Drug deaths in the area of the Vancouver centre rose in the first few years after the clinic was set up. On Monday, councillors, NHS officials and – most controversially – police backed the injecting centre in a bid to cut record high drug-related fatalities. But the move led to claims that Scotland is now ‘on the cusp of legalising drugs’.
Dr Oliver, a UN drugs consultant, told the Mail: ‘This scheme would be totally illegal and a breach of the Misuse of Drugs Act. It has been claimed that the Lord Advocate could issue some kind of exemption but that would be an arrogant abuse of the legal situation.
‘These are schemes that tend to be backed by those who support eventual decriminalisation of all drugs but the primary obligation of any government is to minimise harm.
‘By setting up these drug-injection facilities, you are promoting drug use and you risk sending out harmful and conflicting messages to young people – those who support this scheme are extremely naïve.’
Dr Oliver, father of David Cameron’s former spin doctor Sir Craig Oliver, said the authorities in Canada had told him they were ‘overwhelmed’ by drug problems and were ‘tearing their hair out’.
He said: ‘If you go to the Vancouver project you will find people lying around in the street, injecting themselves – you’re tripping over them.
‘People use these facilities as information exchanges to find out where the best dealers are and to supplement their existing “fix”.
‘To believe that by allowing addicts to bring their own drugs to these centres and inject them on the premises that you are helping them or addressing the drug problem, is nothing short of madness.’
Glasgow will be the UK’s first city to provide the injection rooms. Addicts will not be prosecuted while using the service – and the unit could even have a crèche, laundry facilities and somewhere to tie up pet dogs.
It is aimed at halting the spread of infections among users and the number of needles and injecting paraphernalia left in public areas.
Plans for the so-called ‘fix room’ in Glasgow city centre were approved at a meeting of the city’s Integration Joint Board (IJB).
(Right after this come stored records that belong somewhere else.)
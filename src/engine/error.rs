//! Errors raised while building a transition table or firing events.

use crate::core::{EventKind, State};
use crate::engine::handler::HandlerError;
use thiserror::Error;

/// A second transition was registered for an occupied (state, event kind) key.
#[derive(Debug, Clone, PartialEq, Eq, Error)]
#[error(
    "Transition '{rejected}' conflicts with '{existing}': both leave state '{state}' on event '{event_kind}'"
)]
pub struct DuplicateTransitionError {
    pub state: State,
    pub event_kind: EventKind,
    /// Name of the transition already in the table
    pub existing: String,
    /// Name of the transition that was refused
    pub rejected: String,
}

/// Errors returned by [`StateMachine::fire`](crate::engine::StateMachine::fire).
///
/// In both cases the machine's current state is left unchanged.
#[derive(Debug, Error)]
pub enum FireError {
    #[error("No transition from state '{state}' on event '{event_kind}'")]
    NoTransitionForEvent { state: State, event_kind: EventKind },

    #[error("Handler of transition '{transition}' failed in state '{state}' on event '{event_kind}': {source}")]
    HandlerExecution {
        transition: String,
        state: State,
        event_kind: EventKind,
        #[source]
        source: HandlerError,
    },
}

impl FireError {
    /// State the machine was in when the event was rejected.
    pub fn state(&self) -> &State {
        match self {
            Self::NoTransitionForEvent { state, .. } | Self::HandlerExecution { state, .. } => state,
        }
    }

    pub fn event_kind(&self) -> &EventKind {
        match self {
            Self::NoTransitionForEvent { event_kind, .. }
            | Self::HandlerExecution { event_kind, .. } => event_kind,
        }
    }
}
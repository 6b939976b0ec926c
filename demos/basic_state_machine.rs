//! Basic State Machine
//!
//! This example drives a connection through its lifecycle with named events.
//!
//! Key concepts:
//! - Transitions keyed by (state, event kind)
//! - Handlers that can refuse a transition
//! - Unmatched events leave the state unchanged
//!
//! Run with: cargo run --example basic_state_machine

use tickstate::builder::{simple_transition, StateMachineBuilder};
use tickstate::core::Event;
use tickstate::engine::{HandlerError, Transition};

fn main() {
    println!("=== Basic State Machine Example ===\n");

    let machine = StateMachineBuilder::new(["DISCONNECTED", "CONNECTING", "CONNECTED"], "DISCONNECTED")
        .final_state("CONNECTED")
        .register(simple_transition("dial", "DISCONNECTED", "CONNECTING", "DIAL"))
        .transition(
            Transition::builder()
                .name("handshake")
                .from("CONNECTING")
                .to("CONNECTED")
                .on("ACK")
                .handler(|event: &Event| -> Result<(), HandlerError> {
                    match event.payload().and_then(|p| p["session"].as_u64()) {
                        Some(session) => {
                            println!("  handshake accepted for session {session}");
                            Ok(())
                        }
                        None => Err("ACK without a session id".into()),
                    }
                }),
        )
        .unwrap()
        .build()
        .unwrap();

    println!("Initial state: {}", machine.current_state());

    // Not valid from DISCONNECTED
    if let Err(e) = machine.fire(Event::new("ACK")) {
        println!("Rejected: {e}");
    }

    let state = machine.fire(Event::new("DIAL")).unwrap();
    println!("After DIAL: {state}");

    // The handler refuses an ACK without a session
    if let Err(e) = machine.fire(Event::new("ACK")) {
        println!("Rejected: {e}");
    }
    println!("Still in: {}", machine.current_state());

    let ack = Event::new("ACK").with_payload(serde_json::json!({ "session": 42 }));
    let state = machine.fire(ack).unwrap();
    println!("After ACK: {state}");
    println!("Is in final state: {}", machine.is_final());

    let path: Vec<String> = machine
        .history()
        .get_path()
        .iter()
        .map(|s| s.to_string())
        .collect();
    println!("Path: {}", path.join(" -> "));

    println!("\n=== Example Complete ===");
}
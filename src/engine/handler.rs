//! Transition handlers.

use crate::core::Event;
use std::error::Error;
use std::fmt;
use std::sync::Arc;

/// Failure raised by an [`EventHandler`].
pub type HandlerError = Box<dyn Error + Send + Sync + 'static>;

/// Side-effecting logic run when a transition fires.
///
/// The handler runs while the machine holds its firing lock, so it must not
/// fire events on the same machine. Returning an error aborts the
/// transition and leaves the machine in its source state.
///
/// Any `Fn(&Event) -> Result<(), HandlerError>` closure is a handler:
///
/// ```rust
/// use tickstate::core::Event;
/// use tickstate::engine::{EventHandler, HandlerError};
///
/// let handler = |event: &Event| -> Result<(), HandlerError> {
///     if event.payload().is_none() {
///         return Err("payload required".into());
///     }
///     Ok(())
/// };
/// assert!(handler.handle(&Event::new("SUBMIT")).is_err());
/// ```
pub trait EventHandler: Send + Sync {
    fn handle(&self, event: &Event) -> Result<(), HandlerError>;
}

impl<F> EventHandler for F
where
    F: Fn(&Event) -> Result<(), HandlerError> + Send + Sync,
{
    fn handle(&self, event: &Event) -> Result<(), HandlerError> {
        self(event)
    }
}

/// Handler used by transitions built without one.
#[derive(Debug, Clone, Copy, Default)]
pub struct NoopHandler;

impl EventHandler for NoopHandler {
    fn handle(&self, _event: &Event) -> Result<(), HandlerError> {
        Ok(())
    }
}

/// Shared handle to a handler.
#[derive(Clone)]
pub struct SharedHandler(Arc<dyn EventHandler>);

impl SharedHandler {
    pub fn new<H: EventHandler + 'static>(handler: H) -> Self {
        Self(Arc::new(handler))
    }

    pub fn handle(&self, event: &Event) -> Result<(), HandlerError> {
        self.0.handle(event)
    }
}

impl Default for SharedHandler {
    fn default() -> Self {
        Self::new(NoopHandler)
    }
}

impl From<Arc<dyn EventHandler>> for SharedHandler {
    fn from(handler: Arc<dyn EventHandler>) -> Self {
        Self(handler)
    }
}

impl fmt::Debug for SharedHandler {
    fn fmt(&self, f: &mut fmt::Formatter<'_>) -> fmt::Result {
        f.write_str("SharedHandler(..)")
    }
}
The board is the decision-making body of the Glasgow City Health and Social Care Partnership (GHSCP) between Glasgow City Council and NHS Greater Glasgow and Clyde.
Last night, Glasgow Conservative MSP Adam Tomkins said that ‘not only is possession of heroin an offence, so too is it an offence to permit premises to be used for the supply of heroin’.
He said the UN’s international narcotics control board had suggested that ‘consumption rooms’ could be in breach of international drug control treaties.
Public Health Minister Aileen Campbell said there were no plans for a nationwide rollout of the scheme and that drugs legislation remained reserved to Westminster.
But she warned against seeing the debate ‘as right or wrong or black and white’, adding: ‘We need to look much more holistically at the issues people with drug dependency face.’
Last night, a Crown Office spokesman said the Lord Advocate would take all public health and criminal implications into account.
A GHSCP spokesman said: ‘We are fully aware that the progress of the safer consumption facility is dependent on an exemption from the Misuse of Drugs Act. We have undertaken discussions with the Scottish Government and the Crown Office on this aspect of the proposal.’